Start of Block

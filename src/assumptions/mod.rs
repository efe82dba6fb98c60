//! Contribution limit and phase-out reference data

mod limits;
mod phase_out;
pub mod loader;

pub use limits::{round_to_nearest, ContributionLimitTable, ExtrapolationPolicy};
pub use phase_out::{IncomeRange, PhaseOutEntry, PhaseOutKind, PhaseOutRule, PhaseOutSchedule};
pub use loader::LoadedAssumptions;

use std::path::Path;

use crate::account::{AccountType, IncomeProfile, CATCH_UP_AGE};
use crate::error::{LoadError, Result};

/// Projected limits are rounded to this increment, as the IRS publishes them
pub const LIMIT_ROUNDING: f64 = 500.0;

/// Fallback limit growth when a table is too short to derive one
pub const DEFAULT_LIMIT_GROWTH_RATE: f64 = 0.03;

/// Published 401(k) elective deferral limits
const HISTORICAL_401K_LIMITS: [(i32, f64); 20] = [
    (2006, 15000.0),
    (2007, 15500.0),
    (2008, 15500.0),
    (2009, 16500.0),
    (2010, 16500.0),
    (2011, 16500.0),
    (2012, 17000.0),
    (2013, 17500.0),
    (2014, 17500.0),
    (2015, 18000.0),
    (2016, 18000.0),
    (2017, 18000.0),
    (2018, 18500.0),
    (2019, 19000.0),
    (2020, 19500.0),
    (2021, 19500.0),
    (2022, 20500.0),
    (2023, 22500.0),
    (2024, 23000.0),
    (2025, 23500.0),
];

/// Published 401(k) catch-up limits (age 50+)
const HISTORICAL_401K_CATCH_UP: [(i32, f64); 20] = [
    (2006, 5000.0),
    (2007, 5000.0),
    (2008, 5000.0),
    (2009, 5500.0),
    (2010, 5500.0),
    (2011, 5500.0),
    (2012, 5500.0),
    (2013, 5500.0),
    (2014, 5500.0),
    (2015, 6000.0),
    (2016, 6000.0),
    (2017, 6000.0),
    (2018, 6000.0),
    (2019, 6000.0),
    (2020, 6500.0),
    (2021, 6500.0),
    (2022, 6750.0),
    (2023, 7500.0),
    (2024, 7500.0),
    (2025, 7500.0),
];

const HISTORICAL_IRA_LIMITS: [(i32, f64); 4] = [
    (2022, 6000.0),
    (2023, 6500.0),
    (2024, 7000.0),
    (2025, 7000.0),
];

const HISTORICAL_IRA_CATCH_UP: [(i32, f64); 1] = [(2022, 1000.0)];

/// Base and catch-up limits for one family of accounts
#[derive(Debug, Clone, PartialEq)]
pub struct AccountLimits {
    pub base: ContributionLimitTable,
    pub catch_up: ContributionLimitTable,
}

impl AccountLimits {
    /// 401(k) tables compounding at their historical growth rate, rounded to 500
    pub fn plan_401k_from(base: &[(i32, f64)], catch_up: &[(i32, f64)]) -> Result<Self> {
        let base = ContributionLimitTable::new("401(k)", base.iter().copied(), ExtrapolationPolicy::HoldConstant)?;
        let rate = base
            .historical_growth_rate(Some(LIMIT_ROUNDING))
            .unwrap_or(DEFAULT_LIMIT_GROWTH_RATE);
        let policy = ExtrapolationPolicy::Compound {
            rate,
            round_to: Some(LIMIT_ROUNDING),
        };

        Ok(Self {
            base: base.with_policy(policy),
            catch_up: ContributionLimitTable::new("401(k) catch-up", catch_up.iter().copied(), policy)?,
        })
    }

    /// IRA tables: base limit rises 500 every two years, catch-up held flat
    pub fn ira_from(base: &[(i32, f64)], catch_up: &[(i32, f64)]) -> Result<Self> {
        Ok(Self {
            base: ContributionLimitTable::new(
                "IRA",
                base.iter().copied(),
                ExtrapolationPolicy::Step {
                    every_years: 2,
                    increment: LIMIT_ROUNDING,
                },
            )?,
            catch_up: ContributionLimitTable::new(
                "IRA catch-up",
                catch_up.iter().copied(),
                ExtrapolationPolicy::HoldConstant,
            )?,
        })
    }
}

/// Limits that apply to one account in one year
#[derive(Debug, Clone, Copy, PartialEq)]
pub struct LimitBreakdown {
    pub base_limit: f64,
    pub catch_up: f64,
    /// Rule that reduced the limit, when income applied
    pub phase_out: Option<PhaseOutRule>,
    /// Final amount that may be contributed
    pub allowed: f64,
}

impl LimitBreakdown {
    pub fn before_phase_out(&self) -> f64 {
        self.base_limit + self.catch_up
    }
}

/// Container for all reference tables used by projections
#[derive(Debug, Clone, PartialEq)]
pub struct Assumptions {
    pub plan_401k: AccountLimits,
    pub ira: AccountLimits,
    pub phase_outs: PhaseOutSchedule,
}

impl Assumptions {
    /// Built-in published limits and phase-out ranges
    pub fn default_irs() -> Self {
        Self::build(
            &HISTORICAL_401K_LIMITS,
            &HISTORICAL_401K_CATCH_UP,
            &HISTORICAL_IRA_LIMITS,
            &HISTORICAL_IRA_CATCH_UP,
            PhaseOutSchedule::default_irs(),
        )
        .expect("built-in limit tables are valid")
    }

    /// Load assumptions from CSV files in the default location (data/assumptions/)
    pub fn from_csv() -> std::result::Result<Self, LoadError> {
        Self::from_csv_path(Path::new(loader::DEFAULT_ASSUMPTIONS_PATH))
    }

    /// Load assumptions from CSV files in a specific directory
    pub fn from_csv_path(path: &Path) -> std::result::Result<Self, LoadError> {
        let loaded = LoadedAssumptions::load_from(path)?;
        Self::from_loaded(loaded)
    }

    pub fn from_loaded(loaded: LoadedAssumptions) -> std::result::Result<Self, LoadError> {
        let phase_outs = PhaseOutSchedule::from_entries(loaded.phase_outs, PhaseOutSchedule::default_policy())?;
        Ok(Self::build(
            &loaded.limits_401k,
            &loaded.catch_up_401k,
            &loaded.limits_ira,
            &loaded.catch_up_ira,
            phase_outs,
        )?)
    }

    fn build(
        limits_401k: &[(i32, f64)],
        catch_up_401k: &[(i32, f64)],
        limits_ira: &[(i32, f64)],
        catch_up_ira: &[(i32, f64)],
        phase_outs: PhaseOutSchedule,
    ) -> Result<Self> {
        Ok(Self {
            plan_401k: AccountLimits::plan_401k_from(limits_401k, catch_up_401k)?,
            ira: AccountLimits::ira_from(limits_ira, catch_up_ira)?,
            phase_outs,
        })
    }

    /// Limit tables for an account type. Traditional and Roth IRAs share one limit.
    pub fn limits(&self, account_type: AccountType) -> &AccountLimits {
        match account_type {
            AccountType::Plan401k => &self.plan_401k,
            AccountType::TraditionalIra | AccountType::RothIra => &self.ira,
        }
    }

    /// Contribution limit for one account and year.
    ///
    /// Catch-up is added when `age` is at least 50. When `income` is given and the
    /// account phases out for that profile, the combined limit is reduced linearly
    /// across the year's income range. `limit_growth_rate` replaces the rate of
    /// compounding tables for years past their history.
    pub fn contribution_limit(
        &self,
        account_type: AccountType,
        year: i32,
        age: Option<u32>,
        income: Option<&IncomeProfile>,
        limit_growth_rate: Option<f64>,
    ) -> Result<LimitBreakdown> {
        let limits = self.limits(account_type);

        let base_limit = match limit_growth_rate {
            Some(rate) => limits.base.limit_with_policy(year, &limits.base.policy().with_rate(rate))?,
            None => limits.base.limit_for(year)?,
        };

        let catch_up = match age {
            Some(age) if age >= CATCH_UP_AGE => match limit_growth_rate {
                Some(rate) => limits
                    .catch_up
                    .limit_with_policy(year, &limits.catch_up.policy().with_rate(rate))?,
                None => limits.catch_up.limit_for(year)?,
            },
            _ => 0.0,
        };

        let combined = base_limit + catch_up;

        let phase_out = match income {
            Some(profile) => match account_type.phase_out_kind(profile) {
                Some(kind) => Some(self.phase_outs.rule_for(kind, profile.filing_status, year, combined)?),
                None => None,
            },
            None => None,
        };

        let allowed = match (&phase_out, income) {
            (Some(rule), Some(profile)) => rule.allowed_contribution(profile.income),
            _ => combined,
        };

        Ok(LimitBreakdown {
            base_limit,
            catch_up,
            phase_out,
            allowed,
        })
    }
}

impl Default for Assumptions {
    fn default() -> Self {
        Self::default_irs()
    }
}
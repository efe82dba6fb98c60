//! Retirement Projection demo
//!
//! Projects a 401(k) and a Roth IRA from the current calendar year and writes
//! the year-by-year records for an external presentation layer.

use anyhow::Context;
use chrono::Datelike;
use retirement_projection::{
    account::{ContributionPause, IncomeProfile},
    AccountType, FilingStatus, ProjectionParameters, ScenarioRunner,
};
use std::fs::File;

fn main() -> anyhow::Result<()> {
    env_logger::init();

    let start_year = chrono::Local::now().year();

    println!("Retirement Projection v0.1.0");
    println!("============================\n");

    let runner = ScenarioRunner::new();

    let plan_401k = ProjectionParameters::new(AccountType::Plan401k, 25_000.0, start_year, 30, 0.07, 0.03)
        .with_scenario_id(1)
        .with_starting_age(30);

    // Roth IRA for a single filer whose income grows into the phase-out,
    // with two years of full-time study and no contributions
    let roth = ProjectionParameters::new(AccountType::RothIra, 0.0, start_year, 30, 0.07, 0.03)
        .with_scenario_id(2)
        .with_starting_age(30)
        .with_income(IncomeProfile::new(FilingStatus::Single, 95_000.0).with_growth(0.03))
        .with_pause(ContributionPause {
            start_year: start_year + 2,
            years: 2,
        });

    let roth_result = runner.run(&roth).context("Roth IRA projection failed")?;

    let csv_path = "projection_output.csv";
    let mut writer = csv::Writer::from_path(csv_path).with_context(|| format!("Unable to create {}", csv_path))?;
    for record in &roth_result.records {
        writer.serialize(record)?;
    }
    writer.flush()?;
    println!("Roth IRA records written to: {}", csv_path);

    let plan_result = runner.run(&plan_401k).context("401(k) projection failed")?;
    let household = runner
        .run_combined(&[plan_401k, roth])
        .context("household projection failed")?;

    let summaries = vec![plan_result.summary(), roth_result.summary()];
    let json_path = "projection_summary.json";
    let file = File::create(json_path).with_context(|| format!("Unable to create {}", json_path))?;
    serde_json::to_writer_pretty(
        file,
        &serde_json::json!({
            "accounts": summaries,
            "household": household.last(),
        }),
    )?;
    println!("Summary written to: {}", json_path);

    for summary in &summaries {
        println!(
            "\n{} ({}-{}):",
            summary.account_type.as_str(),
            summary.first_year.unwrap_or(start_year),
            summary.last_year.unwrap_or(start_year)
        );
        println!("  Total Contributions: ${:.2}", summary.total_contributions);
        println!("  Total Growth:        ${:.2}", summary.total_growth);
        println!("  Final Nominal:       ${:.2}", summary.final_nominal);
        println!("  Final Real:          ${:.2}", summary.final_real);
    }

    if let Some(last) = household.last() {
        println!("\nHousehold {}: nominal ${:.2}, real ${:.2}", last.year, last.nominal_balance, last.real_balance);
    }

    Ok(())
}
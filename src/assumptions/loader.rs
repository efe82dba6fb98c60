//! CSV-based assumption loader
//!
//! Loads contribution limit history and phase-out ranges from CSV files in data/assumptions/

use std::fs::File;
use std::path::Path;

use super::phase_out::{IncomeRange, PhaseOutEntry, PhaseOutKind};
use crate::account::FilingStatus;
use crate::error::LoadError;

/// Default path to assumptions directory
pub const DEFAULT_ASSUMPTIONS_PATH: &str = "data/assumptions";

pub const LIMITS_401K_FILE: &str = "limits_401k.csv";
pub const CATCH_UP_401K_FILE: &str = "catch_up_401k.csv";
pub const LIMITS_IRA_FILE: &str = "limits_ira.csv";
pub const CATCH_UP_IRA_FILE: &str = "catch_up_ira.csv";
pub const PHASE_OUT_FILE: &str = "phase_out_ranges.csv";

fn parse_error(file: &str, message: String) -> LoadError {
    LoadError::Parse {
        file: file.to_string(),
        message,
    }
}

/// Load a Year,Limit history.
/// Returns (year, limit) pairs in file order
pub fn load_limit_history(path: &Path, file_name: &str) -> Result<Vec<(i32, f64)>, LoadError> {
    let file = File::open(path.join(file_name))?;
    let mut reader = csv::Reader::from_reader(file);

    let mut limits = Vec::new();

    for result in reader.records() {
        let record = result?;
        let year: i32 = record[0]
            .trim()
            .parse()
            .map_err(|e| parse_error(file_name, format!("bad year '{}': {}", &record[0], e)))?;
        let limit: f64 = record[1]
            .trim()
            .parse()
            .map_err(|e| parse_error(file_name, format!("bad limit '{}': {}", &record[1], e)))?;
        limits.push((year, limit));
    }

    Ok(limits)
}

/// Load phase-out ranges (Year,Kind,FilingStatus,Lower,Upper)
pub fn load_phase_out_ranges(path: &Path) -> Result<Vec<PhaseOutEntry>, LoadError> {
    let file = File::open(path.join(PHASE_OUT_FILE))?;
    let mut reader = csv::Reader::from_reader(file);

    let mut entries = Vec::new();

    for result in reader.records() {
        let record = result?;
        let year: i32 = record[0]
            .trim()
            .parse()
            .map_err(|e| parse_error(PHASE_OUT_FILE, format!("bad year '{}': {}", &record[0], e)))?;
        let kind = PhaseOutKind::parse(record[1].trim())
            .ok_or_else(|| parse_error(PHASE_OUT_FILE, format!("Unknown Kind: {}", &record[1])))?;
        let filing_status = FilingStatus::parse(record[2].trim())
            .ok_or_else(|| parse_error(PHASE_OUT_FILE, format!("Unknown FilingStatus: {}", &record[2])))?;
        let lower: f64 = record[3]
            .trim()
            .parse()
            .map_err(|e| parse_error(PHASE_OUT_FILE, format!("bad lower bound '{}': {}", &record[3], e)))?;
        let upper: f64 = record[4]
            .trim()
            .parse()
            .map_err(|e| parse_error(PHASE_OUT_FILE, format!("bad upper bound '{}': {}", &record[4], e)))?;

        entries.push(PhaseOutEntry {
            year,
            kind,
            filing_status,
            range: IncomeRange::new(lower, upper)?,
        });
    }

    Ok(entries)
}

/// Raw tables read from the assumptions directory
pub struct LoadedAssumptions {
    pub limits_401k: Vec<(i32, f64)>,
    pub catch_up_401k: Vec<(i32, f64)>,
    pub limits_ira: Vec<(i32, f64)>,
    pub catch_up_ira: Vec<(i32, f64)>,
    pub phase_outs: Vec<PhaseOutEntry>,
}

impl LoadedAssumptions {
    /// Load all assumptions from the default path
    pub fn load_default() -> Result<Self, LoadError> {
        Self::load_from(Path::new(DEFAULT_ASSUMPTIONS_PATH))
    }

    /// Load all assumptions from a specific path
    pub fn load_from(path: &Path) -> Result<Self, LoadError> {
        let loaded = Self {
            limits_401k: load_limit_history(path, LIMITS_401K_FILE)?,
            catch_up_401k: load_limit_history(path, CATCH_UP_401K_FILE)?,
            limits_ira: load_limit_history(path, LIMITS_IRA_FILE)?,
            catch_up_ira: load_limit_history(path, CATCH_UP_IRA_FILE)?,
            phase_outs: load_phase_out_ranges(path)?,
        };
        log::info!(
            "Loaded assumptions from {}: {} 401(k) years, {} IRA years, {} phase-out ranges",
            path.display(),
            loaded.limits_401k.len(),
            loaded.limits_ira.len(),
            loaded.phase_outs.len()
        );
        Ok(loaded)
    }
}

End of Block

**Task details**
Search the records for the string "failed" and return every line in which it occurs.

**Written solution**
    let roth_result = runner.run(&roth).context("Roth IRA projection failed")?;
    let plan_result = runner.run(&plan_401k).context("401(k) projection failed")?;
        .context("household projection failed")?;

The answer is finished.